Als sie die Treppe hinabstieg, traf sie nur Atreus in der Halle an. Er stand vor dem Feuer, einen Arm auf dem Kaminsims, anscheinend in Gedanken verloren. Doch er musste ihre Schritte gehört haben, denn er wandte sich zu ihr.
»Wo sind die anderen?«, fragte sie. Inständig hoffte sie, er würde ihr nicht ansehen, wie tief er sie beeindruckte. Dem Anlass entsprechend war er formell gekleidet, in jenem englischen Stil, der zur Jahreszeit passte. Nur die goldene Stickerei auf der Weste milderte die strenge Eleganz ein wenig. Sogar in einem so weitläufigen Raum wie der Halle von Hawkforte wirkte er sehr groß – und sehr gebieterisch.
So wie sie ihn, musterte er auch sie. Nun könnte er erzählen, im Geist männlicher Solidarität hätten Alex und Royce versprochen, ihre Ehefrauen zu beschäftigen. Dadurch würde er möglichst viel Zeit allein mit Brianna verbringen, die er neuerdings ständig vergeblich gesucht hatte, weil sie bei den Hollisters gewesen war. Und er könnte ergänzen, solche Intrigen seien überflüssig, da die Damen ohnehin zu Hinterlist und Tücke neigen würden.

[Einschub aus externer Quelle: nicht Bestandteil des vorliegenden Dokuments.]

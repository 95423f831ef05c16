//! Host interpreter interface
//!
//! The G-code interpreter itself lives outside this crate. [`Interpreter`] is
//! the narrow surface the bridge needs from it; [`StandaloneInterp`] is an
//! in-memory implementation used by the CLI and the tests.

use crate::setup::Setup;
use ngc_logger as logger;
use std::fs;
use std::path::PathBuf;

/// What the bridge needs from the interpreter it is attached to
pub trait Interpreter: Send {
    fn setup(&self) -> &Setup;

    fn setup_mut(&mut self) -> &mut Setup;

    /// Line number of the block currently being read ahead
    fn sequence_number(&self) -> i32;

    /// Oword call nesting depth
    fn call_level(&self) -> i32;

    /// Re-read the tool table from its backing store
    fn load_tool_table(&mut self) -> Result<(), String>;

    /// Resynchronize interpreter state with the machine
    fn synch(&mut self) -> Result<(), String>;

    /// The interpreter's error channel; messages are complete and prefixed
    fn report_error(&mut self, message: &str);
}

/// One row of a tool table file
#[derive(Debug, Clone, Default, PartialEq)]
pub struct ToolRow {
    pub toolno: i32,
    pub pocket: i32,
    pub z_offset: f64,
    pub diameter: f64,
    pub comment: Option<String>,
}

/// Parse a tool table in the `T<n> P<n> Z<off> D<dia> ;comment` format
///
/// Unknown words are ignored; lines without a `T` word are skipped.
pub fn parse_tool_table(content: &str) -> Result<Vec<ToolRow>, String> {
    let mut rows = Vec::new();
    for (lineno, raw) in content.lines().enumerate() {
        let (body, comment) = match raw.split_once(';') {
            Some((body, comment)) => (body, Some(comment.trim().to_string())),
            None => (raw, None),
        };
        let mut row = ToolRow {
            comment: comment.filter(|c| !c.is_empty()),
            ..ToolRow::default()
        };
        let mut has_tool = false;
        for word in body.split_whitespace() {
            let mut chars = word.chars();
            let Some(letter) = chars.next() else {
                continue;
            };
            let value = chars.as_str();
            let bad = |e: &dyn std::fmt::Display| {
                format!("line {}: bad word '{}': {}", lineno + 1, word, e)
            };
            match letter.to_ascii_uppercase() {
                'T' => {
                    row.toolno = value.parse().map_err(|e| bad(&e))?;
                    has_tool = true;
                }
                'P' => row.pocket = value.parse().map_err(|e| bad(&e))?,
                'Z' => row.z_offset = value.parse().map_err(|e| bad(&e))?,
                'D' => row.diameter = value.parse().map_err(|e| bad(&e))?,
                _ => {}
            }
        }
        if has_tool {
            rows.push(row);
        }
    }
    Ok(rows)
}

/// Minimal interpreter for driving the bridge outside a controller
#[derive(Debug, Default)]
pub struct StandaloneInterp {
    setup: Setup,
    sequence_number: i32,
    call_level: i32,
    tool_table_path: Option<PathBuf>,
    tools: Vec<ToolRow>,
    synch_count: u32,
    errors: Vec<String>,
}

impl StandaloneInterp {
    pub fn new(parameter_slots: usize) -> Self {
        Self {
            setup: Setup::with_parameter_slots(parameter_slots),
            ..Self::default()
        }
    }

    pub fn with_tool_table(mut self, path: impl Into<PathBuf>) -> Self {
        self.tool_table_path = Some(path.into());
        self
    }

    pub fn set_sequence_number(&mut self, line: i32) {
        self.sequence_number = line;
    }

    /// Enter an oword call: bump the nesting depth and bind the call arguments
    pub fn enter_call(&mut self, args: &[f64]) {
        self.call_level += 1;
        self.setup.parameters.load(args);
    }

    pub fn leave_call(&mut self) {
        self.call_level = (self.call_level - 1).max(0);
    }

    pub fn tools(&self) -> &[ToolRow] {
        &self.tools
    }

    pub fn synch_count(&self) -> u32 {
        self.synch_count
    }

    pub fn errors(&self) -> &[String] {
        &self.errors
    }

    pub fn take_errors(&mut self) -> Vec<String> {
        std::mem::take(&mut self.errors)
    }
}

impl Interpreter for StandaloneInterp {
    fn setup(&self) -> &Setup {
        &self.setup
    }

    fn setup_mut(&mut self) -> &mut Setup {
        &mut self.setup
    }

    fn sequence_number(&self) -> i32 {
        self.sequence_number
    }

    fn call_level(&self) -> i32 {
        self.call_level
    }

    fn load_tool_table(&mut self) -> Result<(), String> {
        let Some(path) = self.tool_table_path.as_ref() else {
            return Err("no tool table configured".to_string());
        };
        let content = fs::read_to_string(path)
            .map_err(|e| format!("can't read tool table '{}': {}", path.display(), e))?;
        self.tools = parse_tool_table(&content)?;
        logger::debug(&format!(
            "Loaded {} tools from {}",
            self.tools.len(),
            path.display()
        ));
        Ok(())
    }

    fn synch(&mut self) -> Result<(), String> {
        self.synch_count += 1;
        Ok(())
    }

    fn report_error(&mut self, message: &str) {
        logger::error(message);
        self.errors.push(message.to_string());
    }
}

#[cfg(test)]
mod tests {
    use super::*;

    #[test]
    fn test_parse_tool_table() {
        let rows = parse_tool_table(
            "T1 P1 Z0.511 D0.125 ;1/8 end mill\n\nT2 P5 D0.0625\n; just a comment\n",
        )
        .unwrap();
        assert_eq!(rows.len(), 2);
        assert_eq!(rows[0].toolno, 1);
        assert_eq!(rows[0].z_offset, 0.511);
        assert_eq!(rows[0].comment.as_deref(), Some("1/8 end mill"));
        assert_eq!(rows[1].pocket, 5);
        assert_eq!(rows[1].comment, None);
    }

    #[test]
    fn test_parse_tool_table_bad_word() {
        let err = parse_tool_table("T1 Pxx\n").unwrap_err();
        assert!(err.contains("line 1"));
    }

    #[test]
    fn test_load_tool_table_without_path() {
        let mut interp = StandaloneInterp::new(30);
        assert!(interp.load_tool_table().is_err());
    }

    #[test]
    fn test_load_tool_table_from_file() {
        let dir = tempfile::tempdir().unwrap();
        let path = dir.path().join("tool.tbl");
        fs::write(&path, "T7 P3 Z1.0 D0.5\n").unwrap();

        let mut interp = StandaloneInterp::new(30).with_tool_table(&path);
        interp.load_tool_table().unwrap();
        assert_eq!(interp.tools()[0].toolno, 7);
    }

    #[test]
    fn test_enter_and_leave_call() {
        let mut interp = StandaloneInterp::new(3);
        interp.enter_call(&[1.0, 2.0, 3.0, 4.0]);
        assert_eq!(interp.call_level(), 1);
        assert_eq!(interp.setup().parameters.as_slice(), &[1.0, 2.0, 3.0]);
        interp.leave_call();
        interp.leave_call();
        assert_eq!(interp.call_level(), 0);
    }

    #[test]
    fn test_report_error_collects() {
        let mut interp = StandaloneInterp::new(1);
        interp.report_error("pycall: boom");
        assert_eq!(interp.take_errors(), vec!["pycall: boom".to_string()]);
        assert!(interp.errors().is_empty());
    }
}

Stattdessen sagte er: »Du bist so schön.«
Normalerweise milchweiß, färbte sich ihr Gesicht rosig. Sie trug ein Kleid aus blauer Seide. Um die Taille hatte sie eine weiße Satinschärpe geschlungen, mit Stechpalmenzweigen bestickt. Das Haar fiel offen auf ihre Schultern. Weder am Hals noch an den Ohren oder Handgelenken sah er Juwelen funkeln.
»Danke«, antwortete sie und schaute zur Treppe. Als noch immer niemand erschien, lächelte sie unsicher. »Sind die Dekorationen nicht wunderschön?«
»Sehr festlich. Komm zu mir.«
»Wie bitte?«
»Komm zu mir.« Doch sie zögerte immer noch, und er verkündete in sanftem Ton: »Ich habe etwas für dich.«
»Oh – ich dachte, wir würden die Geschenke erst nach dem Dinner austauschen.«
»Ja, aber das hier möchte ich dir geben, solange wir allein sind.« Er griff in die Tasche seines Gehrocks und zog eine flache hölzerne Kassette mit Perlenintarsien hervor. »Wenn du das heute Abend anlegst, würde ich mich sehr freuen.«
Immer noch zögernd trat sie langsam näher und nahm das Kästchen entgegen. Bevor sie den Deckel öffnete, begegnete sie Atreus’ Blick. Und dann starrte sie das Geschenk an. »Oh...«
In der Kassette offenbarte sich der Himmel, oder zumindest ein Teil davon, um die Mittagsstunde auf die Erde herabgeholt, zum Zeitpunkt der intensivsten Farbe. Das Schmuckstück schien von innen heraus zu glühen, wie von eigenem Leben erfüllt, umkränzt von gewellten, sonnengoldenen Strahlen...
»Die Träne des Himmels«, wisperte Brianna – unfähig, ihr Staunen zu verbergen. Davon hatte sie natürlich gehört. Der kostbare Anhänger, ein Saphir in Gold gefasst, war berühmt auf Akora. Einer Legende zufolge hatte jemand den Edelstein vor vielen Jahrhunderten in den Höhlen unter dem königlichen Palast gefunden. Von Meisterhand zu einem prachtvollen Juwel geformt, pflegte ihn eine Atreidengeneration an die nächste weiterzugeben.
Was dachte sich Atreus dabei? Wie konnte er ihr einen solchen Schatz überreichen? »Nein – das darf ich nicht annehmen«, stammelte Brianna und legte das Kästchen in seine Hand zurück.
Und doch – sie wusste es. Irgendwo in ihrem Herzen verwahrte sie bereits die Erkenntnis, die alles ändern würde.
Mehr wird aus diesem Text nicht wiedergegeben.